Mark Hackl, founder of transportation startup Lanehub, worked as an executive for 20 years at various Green Bay companies before launching, including Schreiber Foods, a dairy company with its headquarters in Northeastern Wisconsin. Today, his startup — which helps connect large companies with one another via a subscription service to ship their products more efficiently — counts Procter & Gamble, Anheuser-Busch InBev, and Nestle among its customers. He told VentureBeat, however, that it’s “hard for young entrepreneurs here to make those connections sometimes.”

Andrew Verboncouer, the president of Digital Fertilizer, a five-year-old organization that aims to “strengthen the high-growth startup community of Northeast Wisconsin,” told VentureBeat in a phone interview that while the startup community in the area has become more connected over the past several years with an uptick in conferences and networking events, there is a need for more physical spaces in the area where “a first time entrepreneur that’s never done this before … can get the resources they need.”

To that end, the added presence of Microsoft then could be an important foot in the door of Silicon Valley for young entrepreneurs. Microsoft’s press release states that employees from Microsoft will serve as mentors and advisors at Titletown Tech.

However, it will take more than the injection of $10 million to help Wisconsin startups compete with Silicon Valley startups, or even those from other states in the Midwest.
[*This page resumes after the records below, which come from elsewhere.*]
//! Plant Configuration Module
//!
//! Operator-tunable settings for the alerting pipeline, loaded from TOML.
//!
//! ## Loading Order
//!
//! 1. `--config <path>` CLI flag
//! 2. `PLANTWATCH_CONFIG` environment variable (path to TOML file)
//! 3. `plantwatch.toml` in the current working directory
//! 4. Built-in defaults (see `defaults`)
//!
//! ## Usage
//!
//! ```ignore
//! // In main():
//! config::init(PlantConfig::load());
//!
//! // Anywhere in the binary:
//! let threshold = config::get().policy.critical_confidence;
//! ```
//!
//! Library components take their section by value at construction, so tests
//! never need the global.

mod plant_config;
pub mod defaults;
pub mod validation;

pub use plant_config::*;

use std::sync::OnceLock;

/// Global plant configuration, initialized once at startup.
static PLANT_CONFIG: OnceLock<PlantConfig> = OnceLock::new();

/// Initialize the global plant configuration. Later calls are ignored.
pub fn init(config: PlantConfig) {
    if PLANT_CONFIG.set(config).is_err() {
        tracing::warn!("config::init() called more than once, ignoring");
    }
}

/// Get the global plant configuration, or `None` before `init()`.
pub fn try_get() -> Option<&'static PlantConfig> {
    PLANT_CONFIG.get()
}

/// Get the global plant configuration.
///
/// Falls back to a process-wide default copy when `init()` has not run.
pub fn get() -> &'static PlantConfig {
    static FALLBACK: OnceLock<PlantConfig> = OnceLock::new();
    PLANT_CONFIG
        .get()
        .unwrap_or_else(|| FALLBACK.get_or_init(PlantConfig::default))
}

/// Check whether the config has been initialized.
pub fn is_initialized() -> bool {
    PLANT_CONFIG.get().is_some()
}
// SPDX-License-Identifier: MIT OR Apache-2.0

#![forbid(unsafe_code)]

pub mod channels;
pub mod control;
pub mod detectors;
pub mod error;
pub mod execution_context;
pub mod observability;

pub use channels::{
    ChannelKey, DETECTOR_LABELS, NDET, NUM_DETECTORS, NUM_RANGES, RANGE_LABELS, all_keys,
    filter_keys, keys_for,
};
pub use control::CancelToken;
pub use detectors::{ChannelDetector, Detection};
pub use error::GrbError;
pub use execution_context::ExecutionContext;
pub use observability::{ProgressSink, progress_percent};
Startups in the state of Wisconsin only received $240 million in VC funding in 2016, according to the NVCA. The press release does note that there is an opportunity for additional investors to add to the venture capital fund, so presumably that investment will grow.

The press release does not note how many companies Titletown’s accelerator will have room for, but that “the employees of participating companies will spend 18 weeks working at TitletownTech and with its advisors and mentors on technology and business development project.”